# Task details
Write out the entries below exactly. End with the line that contains "Set additional details.".

# Saved data entries
::::

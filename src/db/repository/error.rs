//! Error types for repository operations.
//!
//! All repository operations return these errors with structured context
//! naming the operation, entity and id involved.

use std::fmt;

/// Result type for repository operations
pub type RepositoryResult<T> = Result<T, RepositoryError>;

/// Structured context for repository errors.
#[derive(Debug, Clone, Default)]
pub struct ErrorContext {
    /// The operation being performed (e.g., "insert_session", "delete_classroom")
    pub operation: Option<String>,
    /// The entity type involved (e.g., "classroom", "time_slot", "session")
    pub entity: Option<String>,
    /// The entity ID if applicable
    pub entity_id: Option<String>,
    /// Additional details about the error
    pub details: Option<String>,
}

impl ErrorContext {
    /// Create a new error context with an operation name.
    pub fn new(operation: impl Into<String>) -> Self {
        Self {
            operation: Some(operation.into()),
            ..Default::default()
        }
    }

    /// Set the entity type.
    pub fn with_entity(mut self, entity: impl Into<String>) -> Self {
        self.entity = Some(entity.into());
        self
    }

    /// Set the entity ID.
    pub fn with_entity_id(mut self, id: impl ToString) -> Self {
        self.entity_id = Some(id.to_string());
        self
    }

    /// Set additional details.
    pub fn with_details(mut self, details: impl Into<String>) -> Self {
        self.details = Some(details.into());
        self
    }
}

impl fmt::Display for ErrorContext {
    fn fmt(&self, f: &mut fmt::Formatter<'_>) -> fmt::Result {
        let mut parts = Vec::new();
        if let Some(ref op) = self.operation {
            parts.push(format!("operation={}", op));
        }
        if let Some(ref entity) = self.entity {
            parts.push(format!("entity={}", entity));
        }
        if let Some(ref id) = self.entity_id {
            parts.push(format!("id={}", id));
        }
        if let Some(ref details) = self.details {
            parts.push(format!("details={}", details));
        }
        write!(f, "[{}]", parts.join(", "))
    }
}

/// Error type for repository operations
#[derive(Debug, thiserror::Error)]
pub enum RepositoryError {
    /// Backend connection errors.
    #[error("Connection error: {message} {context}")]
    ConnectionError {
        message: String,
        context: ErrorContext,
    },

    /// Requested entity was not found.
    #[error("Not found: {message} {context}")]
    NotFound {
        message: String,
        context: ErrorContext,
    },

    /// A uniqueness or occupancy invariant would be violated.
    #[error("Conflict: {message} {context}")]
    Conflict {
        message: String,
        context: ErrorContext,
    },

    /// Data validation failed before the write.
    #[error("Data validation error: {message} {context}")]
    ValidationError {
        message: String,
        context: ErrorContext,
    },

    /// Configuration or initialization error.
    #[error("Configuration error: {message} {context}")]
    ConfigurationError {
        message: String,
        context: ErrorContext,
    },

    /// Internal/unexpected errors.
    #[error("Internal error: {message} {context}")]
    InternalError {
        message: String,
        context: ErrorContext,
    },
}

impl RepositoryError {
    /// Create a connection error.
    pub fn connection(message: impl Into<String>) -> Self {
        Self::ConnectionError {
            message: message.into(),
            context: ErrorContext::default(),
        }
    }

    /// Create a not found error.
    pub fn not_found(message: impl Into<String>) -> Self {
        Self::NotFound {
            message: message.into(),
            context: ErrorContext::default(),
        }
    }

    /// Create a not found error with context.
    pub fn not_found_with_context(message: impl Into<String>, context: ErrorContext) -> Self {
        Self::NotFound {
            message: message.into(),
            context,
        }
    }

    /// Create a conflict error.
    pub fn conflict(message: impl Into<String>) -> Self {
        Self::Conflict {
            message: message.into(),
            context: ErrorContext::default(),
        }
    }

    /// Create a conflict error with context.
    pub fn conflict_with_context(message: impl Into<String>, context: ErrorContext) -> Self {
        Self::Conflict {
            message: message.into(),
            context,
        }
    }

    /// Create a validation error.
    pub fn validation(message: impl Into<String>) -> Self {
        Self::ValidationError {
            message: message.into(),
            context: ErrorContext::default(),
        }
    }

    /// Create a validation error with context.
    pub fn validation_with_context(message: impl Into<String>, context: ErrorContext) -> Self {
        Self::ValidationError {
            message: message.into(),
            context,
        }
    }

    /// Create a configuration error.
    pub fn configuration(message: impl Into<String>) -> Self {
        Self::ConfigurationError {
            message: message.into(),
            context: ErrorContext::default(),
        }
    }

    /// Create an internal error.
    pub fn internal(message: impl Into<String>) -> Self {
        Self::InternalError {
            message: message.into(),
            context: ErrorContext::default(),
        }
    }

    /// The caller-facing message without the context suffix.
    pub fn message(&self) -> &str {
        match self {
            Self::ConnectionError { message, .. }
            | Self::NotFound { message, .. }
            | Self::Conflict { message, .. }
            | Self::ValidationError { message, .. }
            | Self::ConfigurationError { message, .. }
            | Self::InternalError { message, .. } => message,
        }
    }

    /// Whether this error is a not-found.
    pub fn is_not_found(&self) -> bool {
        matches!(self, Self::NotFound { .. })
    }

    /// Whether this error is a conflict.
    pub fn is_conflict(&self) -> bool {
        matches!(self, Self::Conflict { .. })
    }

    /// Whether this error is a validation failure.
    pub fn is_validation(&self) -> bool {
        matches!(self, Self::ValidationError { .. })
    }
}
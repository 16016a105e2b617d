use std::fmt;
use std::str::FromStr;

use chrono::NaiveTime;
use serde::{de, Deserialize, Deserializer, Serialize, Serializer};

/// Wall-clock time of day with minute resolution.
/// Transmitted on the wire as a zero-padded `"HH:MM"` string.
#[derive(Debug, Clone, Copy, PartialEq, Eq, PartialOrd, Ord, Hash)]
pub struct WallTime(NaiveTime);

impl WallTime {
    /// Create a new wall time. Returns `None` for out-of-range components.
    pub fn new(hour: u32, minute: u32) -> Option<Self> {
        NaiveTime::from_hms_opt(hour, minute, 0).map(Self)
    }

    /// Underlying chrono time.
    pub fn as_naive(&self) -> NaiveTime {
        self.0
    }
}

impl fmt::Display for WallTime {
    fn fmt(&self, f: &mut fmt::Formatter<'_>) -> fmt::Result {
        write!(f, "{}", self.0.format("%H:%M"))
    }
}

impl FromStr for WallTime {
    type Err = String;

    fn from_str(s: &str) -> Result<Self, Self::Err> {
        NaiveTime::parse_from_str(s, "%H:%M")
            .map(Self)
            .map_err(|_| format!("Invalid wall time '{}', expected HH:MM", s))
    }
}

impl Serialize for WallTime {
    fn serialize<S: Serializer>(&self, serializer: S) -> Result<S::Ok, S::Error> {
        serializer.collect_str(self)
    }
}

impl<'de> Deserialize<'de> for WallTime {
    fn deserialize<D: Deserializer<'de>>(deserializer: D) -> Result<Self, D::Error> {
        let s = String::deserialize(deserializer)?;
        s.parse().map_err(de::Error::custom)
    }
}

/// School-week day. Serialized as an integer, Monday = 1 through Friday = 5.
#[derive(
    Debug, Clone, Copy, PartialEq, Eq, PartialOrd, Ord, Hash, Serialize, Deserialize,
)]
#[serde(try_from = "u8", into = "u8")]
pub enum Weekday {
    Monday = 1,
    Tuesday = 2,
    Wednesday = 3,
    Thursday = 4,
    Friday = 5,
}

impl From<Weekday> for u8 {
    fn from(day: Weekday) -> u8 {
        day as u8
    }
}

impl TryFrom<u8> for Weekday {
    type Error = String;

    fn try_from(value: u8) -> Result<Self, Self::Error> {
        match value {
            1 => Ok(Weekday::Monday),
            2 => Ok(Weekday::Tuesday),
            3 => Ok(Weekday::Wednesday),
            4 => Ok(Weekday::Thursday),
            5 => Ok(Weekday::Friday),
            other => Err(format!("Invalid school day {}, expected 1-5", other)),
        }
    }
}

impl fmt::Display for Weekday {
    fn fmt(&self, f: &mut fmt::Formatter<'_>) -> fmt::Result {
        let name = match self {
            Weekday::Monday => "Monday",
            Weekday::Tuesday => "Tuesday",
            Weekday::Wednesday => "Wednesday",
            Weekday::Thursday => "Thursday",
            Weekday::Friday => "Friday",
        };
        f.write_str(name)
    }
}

::::

# Exercise solution
filename src/db/repository/error.rs
//! Error types for repository operations.
//!
//! All repository operations return these errors with structured context
//! naming the operation, entity and id involved.

use std::fmt;

/// Result type for repository operations
pub type RepositoryResult<T> = Result<T, RepositoryError>;

/// Structured context for repository errors.
#[derive(Debug, Clone, Default)]
pub struct ErrorContext {
    /// The operation being performed (e.g., "insert_session", "delete_classroom")
    pub operation: Option<String>,
    /// The entity type involved (e.g., "classroom", "time_slot", "session")
    pub entity: Option<String>,
    /// The entity ID if applicable
    pub entity_id: Option<String>,
    /// Additional details about the error
    pub details: Option<String>,
}

impl ErrorContext {
    /// Create a new error context with an operation name.
    pub fn new(operation: impl Into<String>) -> Self {
        Self {
            operation: Some(operation.into()),
            ..Default::default()
        }
    }

    /// Set the entity type.
    pub fn with_entity(mut self, entity: impl Into<String>) -> Self {
        self.entity = Some(entity.into());
        self
    }

    /// Set the entity ID.
    pub fn with_entity_id(mut self, id: impl ToString) -> Self {
        self.entity_id = Some(id.to_string());
        self
    }

    /// Set additional details.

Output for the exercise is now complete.